**Assignment**
Produce as output only the lines below starting at the line with "for flick_carousel operations" and continuing through the line with "pub const VELOCITY_WINDOW: usize = 5;", each one exactly as written.

──────────────────────────────

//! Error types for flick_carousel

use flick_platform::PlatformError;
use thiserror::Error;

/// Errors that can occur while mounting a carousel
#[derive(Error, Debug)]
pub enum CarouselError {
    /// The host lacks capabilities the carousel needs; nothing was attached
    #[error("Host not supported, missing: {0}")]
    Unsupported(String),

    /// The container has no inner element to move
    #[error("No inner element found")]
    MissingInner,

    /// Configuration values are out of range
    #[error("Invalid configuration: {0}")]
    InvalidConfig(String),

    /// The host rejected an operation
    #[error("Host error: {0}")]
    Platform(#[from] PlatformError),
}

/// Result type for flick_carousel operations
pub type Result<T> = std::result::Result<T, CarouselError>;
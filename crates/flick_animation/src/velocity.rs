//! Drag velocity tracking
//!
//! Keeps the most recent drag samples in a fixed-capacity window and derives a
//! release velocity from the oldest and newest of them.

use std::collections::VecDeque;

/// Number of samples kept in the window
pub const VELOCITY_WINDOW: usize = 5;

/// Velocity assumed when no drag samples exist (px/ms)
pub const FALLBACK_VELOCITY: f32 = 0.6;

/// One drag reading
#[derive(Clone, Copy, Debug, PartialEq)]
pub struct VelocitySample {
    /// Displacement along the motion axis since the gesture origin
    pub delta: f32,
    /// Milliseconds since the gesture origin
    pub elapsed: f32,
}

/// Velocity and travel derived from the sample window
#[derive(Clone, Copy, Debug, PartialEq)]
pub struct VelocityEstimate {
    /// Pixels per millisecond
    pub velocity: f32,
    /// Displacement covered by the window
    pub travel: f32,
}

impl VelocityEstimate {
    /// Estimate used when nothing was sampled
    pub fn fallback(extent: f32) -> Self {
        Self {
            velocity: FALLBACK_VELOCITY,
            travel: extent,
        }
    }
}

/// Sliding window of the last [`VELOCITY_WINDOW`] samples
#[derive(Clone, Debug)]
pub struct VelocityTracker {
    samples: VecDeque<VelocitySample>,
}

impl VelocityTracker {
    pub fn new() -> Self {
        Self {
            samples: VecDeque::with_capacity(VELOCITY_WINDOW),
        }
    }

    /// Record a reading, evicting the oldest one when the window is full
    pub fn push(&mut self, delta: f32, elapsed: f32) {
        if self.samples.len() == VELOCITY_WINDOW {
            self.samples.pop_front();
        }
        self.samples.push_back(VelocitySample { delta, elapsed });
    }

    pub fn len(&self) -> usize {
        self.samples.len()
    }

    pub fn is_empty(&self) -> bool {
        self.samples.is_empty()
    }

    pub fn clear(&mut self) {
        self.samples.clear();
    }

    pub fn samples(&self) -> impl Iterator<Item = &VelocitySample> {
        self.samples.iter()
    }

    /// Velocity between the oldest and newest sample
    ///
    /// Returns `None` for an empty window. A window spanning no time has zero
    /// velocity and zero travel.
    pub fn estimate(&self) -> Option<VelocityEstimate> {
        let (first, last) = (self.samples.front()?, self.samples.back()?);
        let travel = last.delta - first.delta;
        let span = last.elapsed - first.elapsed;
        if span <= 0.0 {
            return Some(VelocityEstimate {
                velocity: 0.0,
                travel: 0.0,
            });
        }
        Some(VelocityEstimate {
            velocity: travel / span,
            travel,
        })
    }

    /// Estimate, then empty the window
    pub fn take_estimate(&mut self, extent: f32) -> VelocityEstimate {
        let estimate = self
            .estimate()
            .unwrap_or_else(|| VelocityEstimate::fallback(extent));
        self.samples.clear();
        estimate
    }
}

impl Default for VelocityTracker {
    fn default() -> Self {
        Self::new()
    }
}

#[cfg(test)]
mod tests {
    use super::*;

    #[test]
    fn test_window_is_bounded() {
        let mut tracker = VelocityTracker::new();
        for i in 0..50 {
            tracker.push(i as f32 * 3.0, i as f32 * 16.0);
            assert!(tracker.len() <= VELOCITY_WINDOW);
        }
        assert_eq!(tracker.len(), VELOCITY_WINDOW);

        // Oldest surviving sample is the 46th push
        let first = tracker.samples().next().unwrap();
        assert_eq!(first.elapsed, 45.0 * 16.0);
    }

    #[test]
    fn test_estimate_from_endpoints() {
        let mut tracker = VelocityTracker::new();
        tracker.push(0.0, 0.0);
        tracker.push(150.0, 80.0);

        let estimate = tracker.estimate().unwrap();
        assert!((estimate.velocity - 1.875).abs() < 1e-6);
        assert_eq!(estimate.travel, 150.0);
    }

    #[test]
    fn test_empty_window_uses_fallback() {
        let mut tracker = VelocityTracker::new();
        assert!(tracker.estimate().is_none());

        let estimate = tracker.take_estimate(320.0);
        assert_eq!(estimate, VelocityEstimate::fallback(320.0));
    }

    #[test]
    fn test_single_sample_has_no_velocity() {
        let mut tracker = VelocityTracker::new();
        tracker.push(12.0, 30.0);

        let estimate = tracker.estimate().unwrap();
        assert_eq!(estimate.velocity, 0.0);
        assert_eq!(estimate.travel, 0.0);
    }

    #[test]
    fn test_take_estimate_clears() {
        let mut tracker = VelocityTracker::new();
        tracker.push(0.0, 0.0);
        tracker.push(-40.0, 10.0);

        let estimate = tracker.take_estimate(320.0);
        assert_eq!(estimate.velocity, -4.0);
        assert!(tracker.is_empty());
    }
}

──────────────────────────────

**Exercise answer**
/// Result type for flick_carousel operations
pub type Result<T> = std::result::Result<T, CarouselError>;
filename crates/flick_animation/src/velocity.rs
//! Drag velocity tracking
//!
//! Keeps the most recent drag samples in a fixed-capacity window and derives a
//! release velocity from the oldest and newest of them.

use std::collections::VecDeque;

/// Number of samples kept in the window
pub const VELOCITY_WINDOW: usize = 5;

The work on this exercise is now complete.